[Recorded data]
──────────────────────────────

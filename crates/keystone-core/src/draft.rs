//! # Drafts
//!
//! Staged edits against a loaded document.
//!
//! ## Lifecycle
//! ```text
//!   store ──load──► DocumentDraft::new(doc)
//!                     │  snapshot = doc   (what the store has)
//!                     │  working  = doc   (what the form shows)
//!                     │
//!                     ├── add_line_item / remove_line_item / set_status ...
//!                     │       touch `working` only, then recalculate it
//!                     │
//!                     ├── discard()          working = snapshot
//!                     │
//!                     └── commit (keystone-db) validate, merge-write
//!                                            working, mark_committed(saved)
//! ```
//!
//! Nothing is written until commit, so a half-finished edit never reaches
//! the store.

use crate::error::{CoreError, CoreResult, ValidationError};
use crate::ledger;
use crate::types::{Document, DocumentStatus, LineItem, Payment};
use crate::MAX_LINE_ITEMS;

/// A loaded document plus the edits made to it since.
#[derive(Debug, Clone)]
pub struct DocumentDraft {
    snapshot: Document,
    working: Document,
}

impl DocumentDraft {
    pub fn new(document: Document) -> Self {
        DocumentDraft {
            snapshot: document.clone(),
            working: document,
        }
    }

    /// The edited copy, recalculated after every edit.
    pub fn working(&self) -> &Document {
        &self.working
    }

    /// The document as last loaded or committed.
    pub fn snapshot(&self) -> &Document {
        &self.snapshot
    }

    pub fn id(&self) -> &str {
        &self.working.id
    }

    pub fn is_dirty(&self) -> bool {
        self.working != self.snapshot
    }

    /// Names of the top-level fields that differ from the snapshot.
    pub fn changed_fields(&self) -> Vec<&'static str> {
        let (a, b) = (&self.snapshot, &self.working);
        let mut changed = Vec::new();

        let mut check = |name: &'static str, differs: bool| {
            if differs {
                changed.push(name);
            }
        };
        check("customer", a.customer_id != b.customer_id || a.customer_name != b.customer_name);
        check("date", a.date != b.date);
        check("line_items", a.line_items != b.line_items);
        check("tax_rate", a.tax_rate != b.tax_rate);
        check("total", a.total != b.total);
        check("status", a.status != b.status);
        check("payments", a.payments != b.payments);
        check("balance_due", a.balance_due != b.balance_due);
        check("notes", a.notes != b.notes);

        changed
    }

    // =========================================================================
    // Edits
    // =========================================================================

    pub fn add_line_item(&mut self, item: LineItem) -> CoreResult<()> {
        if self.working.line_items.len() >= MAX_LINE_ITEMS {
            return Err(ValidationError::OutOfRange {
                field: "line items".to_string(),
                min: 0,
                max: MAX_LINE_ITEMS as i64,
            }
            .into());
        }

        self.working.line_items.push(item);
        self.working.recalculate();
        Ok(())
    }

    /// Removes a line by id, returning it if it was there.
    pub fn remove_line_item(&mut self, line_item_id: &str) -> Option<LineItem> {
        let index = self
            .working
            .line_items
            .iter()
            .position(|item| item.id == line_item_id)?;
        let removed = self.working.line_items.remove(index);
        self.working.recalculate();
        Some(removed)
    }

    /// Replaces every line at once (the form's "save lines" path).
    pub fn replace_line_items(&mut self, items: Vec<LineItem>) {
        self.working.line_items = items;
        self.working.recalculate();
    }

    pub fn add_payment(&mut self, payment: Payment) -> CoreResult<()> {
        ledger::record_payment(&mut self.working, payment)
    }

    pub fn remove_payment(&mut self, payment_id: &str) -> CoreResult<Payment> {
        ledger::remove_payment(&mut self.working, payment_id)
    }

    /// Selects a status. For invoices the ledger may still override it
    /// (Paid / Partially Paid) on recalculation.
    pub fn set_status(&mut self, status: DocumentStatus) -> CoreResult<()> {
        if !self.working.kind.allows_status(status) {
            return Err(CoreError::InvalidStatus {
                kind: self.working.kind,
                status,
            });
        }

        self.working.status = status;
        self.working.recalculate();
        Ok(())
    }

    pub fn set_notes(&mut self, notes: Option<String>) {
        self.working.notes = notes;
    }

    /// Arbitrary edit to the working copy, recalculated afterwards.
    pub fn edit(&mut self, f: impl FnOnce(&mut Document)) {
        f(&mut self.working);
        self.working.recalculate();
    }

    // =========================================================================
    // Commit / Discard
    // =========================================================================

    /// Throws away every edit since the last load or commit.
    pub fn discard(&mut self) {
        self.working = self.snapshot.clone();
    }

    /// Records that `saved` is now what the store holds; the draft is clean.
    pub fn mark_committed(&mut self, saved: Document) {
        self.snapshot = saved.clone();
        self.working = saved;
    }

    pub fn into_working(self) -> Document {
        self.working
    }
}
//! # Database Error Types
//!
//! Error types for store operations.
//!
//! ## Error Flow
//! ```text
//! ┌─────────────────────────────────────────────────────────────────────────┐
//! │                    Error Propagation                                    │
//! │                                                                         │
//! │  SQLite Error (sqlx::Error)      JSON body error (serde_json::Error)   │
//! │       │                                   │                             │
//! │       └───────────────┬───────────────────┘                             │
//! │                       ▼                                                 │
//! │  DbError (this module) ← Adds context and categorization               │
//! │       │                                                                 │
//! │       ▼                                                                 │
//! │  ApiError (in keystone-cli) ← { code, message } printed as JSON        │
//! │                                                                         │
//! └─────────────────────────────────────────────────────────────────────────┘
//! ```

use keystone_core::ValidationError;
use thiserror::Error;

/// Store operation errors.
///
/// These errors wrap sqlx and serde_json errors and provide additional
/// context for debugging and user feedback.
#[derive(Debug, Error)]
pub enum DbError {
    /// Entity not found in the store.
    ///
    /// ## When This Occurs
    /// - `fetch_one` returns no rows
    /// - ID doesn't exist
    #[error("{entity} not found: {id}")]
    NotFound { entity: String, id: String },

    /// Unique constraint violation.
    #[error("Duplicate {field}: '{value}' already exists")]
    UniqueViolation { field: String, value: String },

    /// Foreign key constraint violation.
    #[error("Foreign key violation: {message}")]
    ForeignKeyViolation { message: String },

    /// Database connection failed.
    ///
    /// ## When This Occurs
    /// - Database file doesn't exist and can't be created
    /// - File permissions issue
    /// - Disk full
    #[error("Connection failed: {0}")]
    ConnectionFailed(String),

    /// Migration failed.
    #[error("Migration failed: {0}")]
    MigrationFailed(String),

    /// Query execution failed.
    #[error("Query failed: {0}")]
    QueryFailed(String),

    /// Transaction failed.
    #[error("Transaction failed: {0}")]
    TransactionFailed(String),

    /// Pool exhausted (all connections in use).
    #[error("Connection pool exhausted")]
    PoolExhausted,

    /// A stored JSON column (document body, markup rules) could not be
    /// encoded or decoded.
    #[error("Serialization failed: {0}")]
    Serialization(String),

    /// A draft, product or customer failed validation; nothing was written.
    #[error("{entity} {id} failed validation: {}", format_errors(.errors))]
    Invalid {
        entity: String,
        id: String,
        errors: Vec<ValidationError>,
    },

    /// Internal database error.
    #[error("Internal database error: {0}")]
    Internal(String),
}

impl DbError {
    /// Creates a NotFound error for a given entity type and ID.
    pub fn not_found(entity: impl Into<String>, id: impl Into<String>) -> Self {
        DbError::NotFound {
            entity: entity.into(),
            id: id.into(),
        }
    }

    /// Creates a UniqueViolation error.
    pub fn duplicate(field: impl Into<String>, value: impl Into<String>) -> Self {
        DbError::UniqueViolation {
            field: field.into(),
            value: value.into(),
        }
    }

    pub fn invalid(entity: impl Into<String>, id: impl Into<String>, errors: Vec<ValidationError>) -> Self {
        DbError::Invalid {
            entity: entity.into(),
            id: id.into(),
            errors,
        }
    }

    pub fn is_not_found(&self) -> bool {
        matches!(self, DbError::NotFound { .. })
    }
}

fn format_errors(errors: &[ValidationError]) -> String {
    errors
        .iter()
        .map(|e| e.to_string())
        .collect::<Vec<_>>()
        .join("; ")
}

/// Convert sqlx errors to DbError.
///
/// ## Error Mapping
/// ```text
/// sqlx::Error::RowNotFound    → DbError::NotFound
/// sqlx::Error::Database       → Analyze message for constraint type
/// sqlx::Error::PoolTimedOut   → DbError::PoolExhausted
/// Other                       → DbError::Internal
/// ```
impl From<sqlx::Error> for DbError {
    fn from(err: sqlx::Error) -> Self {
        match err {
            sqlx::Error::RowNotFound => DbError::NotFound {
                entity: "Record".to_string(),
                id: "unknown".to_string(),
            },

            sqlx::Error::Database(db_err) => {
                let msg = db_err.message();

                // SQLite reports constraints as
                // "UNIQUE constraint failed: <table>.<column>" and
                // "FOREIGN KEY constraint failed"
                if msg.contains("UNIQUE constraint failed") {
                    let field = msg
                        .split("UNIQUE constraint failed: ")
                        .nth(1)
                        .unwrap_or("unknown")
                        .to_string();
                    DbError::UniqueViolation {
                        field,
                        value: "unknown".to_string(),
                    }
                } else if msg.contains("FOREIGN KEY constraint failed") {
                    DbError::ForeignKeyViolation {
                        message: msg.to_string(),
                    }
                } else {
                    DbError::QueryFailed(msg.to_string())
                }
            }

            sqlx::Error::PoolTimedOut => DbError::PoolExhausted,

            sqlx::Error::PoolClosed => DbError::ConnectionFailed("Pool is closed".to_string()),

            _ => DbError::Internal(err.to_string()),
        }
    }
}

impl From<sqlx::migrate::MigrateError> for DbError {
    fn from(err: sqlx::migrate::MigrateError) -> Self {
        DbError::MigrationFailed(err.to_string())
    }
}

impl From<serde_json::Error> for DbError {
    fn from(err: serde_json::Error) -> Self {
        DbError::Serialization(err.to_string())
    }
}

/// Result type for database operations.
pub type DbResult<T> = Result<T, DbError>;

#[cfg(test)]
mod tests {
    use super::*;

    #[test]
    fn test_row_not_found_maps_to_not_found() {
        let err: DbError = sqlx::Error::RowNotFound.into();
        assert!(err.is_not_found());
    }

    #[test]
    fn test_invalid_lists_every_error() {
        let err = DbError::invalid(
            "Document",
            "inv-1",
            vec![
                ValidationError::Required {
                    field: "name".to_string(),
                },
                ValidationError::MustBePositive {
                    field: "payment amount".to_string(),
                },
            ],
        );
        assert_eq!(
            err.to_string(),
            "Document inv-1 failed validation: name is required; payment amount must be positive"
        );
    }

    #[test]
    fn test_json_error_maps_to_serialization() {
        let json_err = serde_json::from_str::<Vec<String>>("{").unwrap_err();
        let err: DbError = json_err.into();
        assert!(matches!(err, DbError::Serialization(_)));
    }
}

──────────────────────────────

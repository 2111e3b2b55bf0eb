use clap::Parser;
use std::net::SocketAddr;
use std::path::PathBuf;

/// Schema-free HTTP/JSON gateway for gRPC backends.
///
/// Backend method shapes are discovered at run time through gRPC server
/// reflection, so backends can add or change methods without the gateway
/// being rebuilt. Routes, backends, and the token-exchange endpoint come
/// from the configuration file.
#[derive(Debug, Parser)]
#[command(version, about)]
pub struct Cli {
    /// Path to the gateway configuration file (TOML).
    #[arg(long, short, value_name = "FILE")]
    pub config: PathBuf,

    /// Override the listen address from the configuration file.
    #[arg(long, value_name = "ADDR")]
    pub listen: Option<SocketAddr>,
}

──────────────────────────────

- EXERCISE:
Counting only lines that hold the string "listen", give the number of such lines in the records. Write nothing else.

- TASK RESULT:
2